Using the material below, tally each line with the string "chrono" and report only the total.
-------
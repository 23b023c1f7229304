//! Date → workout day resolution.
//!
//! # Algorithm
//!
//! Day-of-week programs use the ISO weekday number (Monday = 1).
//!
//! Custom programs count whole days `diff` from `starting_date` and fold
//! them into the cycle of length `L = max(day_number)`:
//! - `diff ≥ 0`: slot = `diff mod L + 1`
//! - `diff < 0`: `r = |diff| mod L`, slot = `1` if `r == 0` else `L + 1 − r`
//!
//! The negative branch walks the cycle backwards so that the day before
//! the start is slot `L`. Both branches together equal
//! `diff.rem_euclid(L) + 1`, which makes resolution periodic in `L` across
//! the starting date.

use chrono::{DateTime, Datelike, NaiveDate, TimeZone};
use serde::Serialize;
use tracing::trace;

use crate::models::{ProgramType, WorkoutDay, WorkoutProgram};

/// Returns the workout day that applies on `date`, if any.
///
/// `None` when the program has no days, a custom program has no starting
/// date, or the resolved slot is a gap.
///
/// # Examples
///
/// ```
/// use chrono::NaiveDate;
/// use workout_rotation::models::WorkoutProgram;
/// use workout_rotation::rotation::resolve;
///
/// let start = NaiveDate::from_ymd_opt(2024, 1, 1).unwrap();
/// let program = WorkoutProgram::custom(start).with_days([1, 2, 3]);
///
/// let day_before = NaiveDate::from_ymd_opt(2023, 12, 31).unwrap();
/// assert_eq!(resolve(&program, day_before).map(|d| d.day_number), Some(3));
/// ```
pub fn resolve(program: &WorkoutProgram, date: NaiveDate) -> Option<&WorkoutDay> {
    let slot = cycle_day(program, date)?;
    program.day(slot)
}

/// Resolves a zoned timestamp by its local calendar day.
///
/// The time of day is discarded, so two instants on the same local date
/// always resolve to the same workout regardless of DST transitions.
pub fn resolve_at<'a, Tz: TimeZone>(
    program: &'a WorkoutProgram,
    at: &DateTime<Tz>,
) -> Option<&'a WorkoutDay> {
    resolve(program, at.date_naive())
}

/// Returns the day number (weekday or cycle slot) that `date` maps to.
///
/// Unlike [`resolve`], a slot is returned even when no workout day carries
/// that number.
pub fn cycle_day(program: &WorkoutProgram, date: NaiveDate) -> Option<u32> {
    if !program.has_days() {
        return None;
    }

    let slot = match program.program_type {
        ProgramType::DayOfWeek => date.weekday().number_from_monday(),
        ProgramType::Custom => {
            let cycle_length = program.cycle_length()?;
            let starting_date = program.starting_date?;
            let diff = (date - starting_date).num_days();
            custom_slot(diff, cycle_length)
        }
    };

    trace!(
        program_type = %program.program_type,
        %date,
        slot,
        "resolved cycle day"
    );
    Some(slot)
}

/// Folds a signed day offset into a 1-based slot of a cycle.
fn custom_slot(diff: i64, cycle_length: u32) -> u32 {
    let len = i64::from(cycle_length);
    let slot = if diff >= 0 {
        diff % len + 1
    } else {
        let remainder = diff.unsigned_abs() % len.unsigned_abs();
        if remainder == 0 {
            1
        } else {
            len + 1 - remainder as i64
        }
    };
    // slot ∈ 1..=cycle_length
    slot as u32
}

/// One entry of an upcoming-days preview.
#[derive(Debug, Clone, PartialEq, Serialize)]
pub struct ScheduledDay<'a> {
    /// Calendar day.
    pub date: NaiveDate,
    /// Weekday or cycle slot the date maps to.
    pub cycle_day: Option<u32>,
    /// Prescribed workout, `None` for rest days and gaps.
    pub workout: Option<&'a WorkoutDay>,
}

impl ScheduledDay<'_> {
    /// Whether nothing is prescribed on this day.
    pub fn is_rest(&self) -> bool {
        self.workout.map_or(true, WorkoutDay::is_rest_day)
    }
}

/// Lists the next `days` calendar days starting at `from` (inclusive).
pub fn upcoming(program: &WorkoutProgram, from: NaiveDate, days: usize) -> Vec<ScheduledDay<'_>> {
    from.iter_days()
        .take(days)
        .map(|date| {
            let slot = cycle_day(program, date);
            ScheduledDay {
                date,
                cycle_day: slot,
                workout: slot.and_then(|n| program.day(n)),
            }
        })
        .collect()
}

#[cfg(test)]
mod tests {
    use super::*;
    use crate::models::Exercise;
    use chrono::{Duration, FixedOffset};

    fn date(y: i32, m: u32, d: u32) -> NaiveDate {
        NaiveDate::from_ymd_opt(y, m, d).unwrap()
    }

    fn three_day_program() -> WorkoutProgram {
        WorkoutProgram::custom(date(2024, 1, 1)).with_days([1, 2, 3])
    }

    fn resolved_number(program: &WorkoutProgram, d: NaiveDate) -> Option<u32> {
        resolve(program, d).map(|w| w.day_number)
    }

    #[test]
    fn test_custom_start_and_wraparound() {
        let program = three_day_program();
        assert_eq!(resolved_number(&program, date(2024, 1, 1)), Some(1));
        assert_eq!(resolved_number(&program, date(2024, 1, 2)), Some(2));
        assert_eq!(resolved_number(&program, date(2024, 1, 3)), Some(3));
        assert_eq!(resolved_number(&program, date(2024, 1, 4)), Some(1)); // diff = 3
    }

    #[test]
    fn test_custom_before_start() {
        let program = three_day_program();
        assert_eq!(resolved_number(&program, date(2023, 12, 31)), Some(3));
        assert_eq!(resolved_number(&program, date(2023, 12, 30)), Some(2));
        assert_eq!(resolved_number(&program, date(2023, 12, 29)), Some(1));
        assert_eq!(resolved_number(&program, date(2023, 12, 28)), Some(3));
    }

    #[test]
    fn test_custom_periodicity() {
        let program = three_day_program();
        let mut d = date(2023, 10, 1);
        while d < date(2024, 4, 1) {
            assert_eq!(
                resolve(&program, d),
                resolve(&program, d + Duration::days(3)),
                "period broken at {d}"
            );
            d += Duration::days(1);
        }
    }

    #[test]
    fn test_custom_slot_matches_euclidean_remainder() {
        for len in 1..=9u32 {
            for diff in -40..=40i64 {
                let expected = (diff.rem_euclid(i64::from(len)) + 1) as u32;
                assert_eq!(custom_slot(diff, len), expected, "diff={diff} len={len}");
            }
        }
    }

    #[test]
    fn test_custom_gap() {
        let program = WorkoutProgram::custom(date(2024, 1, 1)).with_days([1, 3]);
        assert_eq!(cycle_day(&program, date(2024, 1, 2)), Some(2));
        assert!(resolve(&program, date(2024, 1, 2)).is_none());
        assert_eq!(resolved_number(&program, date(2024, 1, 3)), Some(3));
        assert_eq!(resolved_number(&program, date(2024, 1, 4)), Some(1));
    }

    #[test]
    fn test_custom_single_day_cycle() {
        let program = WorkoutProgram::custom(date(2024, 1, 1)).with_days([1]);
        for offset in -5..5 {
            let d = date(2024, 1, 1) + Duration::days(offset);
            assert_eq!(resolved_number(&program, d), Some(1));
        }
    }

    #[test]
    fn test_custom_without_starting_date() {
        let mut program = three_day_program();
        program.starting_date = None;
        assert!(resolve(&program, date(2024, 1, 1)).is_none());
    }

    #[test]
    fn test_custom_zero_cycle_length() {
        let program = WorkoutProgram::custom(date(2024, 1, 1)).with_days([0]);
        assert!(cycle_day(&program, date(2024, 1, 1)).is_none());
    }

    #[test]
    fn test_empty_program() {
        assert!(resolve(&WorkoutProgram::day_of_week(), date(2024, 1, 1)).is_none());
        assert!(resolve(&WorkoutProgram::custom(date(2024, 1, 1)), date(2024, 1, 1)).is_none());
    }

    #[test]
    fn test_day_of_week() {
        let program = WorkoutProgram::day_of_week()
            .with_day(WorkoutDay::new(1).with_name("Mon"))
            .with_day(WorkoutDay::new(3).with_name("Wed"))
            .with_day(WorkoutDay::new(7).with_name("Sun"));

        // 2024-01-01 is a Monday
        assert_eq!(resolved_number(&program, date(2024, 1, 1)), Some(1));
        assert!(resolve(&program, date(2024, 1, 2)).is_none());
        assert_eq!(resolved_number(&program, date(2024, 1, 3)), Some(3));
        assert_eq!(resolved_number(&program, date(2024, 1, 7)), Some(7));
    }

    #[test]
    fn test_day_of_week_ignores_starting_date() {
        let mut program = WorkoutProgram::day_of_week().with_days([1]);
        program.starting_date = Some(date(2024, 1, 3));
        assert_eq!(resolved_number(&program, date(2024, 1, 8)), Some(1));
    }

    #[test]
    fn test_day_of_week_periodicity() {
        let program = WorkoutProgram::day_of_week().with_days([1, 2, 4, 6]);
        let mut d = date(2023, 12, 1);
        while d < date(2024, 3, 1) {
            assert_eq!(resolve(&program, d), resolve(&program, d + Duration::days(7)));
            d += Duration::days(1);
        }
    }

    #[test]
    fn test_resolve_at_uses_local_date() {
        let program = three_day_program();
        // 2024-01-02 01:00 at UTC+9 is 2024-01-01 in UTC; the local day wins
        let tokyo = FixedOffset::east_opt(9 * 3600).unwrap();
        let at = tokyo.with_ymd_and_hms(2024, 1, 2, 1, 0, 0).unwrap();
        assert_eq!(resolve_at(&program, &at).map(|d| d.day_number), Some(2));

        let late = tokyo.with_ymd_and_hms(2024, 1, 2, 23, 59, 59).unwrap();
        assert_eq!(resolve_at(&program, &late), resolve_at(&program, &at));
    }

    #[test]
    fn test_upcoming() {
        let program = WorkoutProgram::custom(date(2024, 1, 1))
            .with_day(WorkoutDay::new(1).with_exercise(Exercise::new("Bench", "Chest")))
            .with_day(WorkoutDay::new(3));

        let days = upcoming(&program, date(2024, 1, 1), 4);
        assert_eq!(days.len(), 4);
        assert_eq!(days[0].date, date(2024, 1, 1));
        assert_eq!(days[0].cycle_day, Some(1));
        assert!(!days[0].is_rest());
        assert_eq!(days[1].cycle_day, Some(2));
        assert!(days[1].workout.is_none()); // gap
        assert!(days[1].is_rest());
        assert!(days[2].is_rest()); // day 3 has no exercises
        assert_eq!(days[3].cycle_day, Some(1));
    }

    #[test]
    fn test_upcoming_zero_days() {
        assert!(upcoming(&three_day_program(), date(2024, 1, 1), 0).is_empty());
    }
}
-------
• **Task response**
3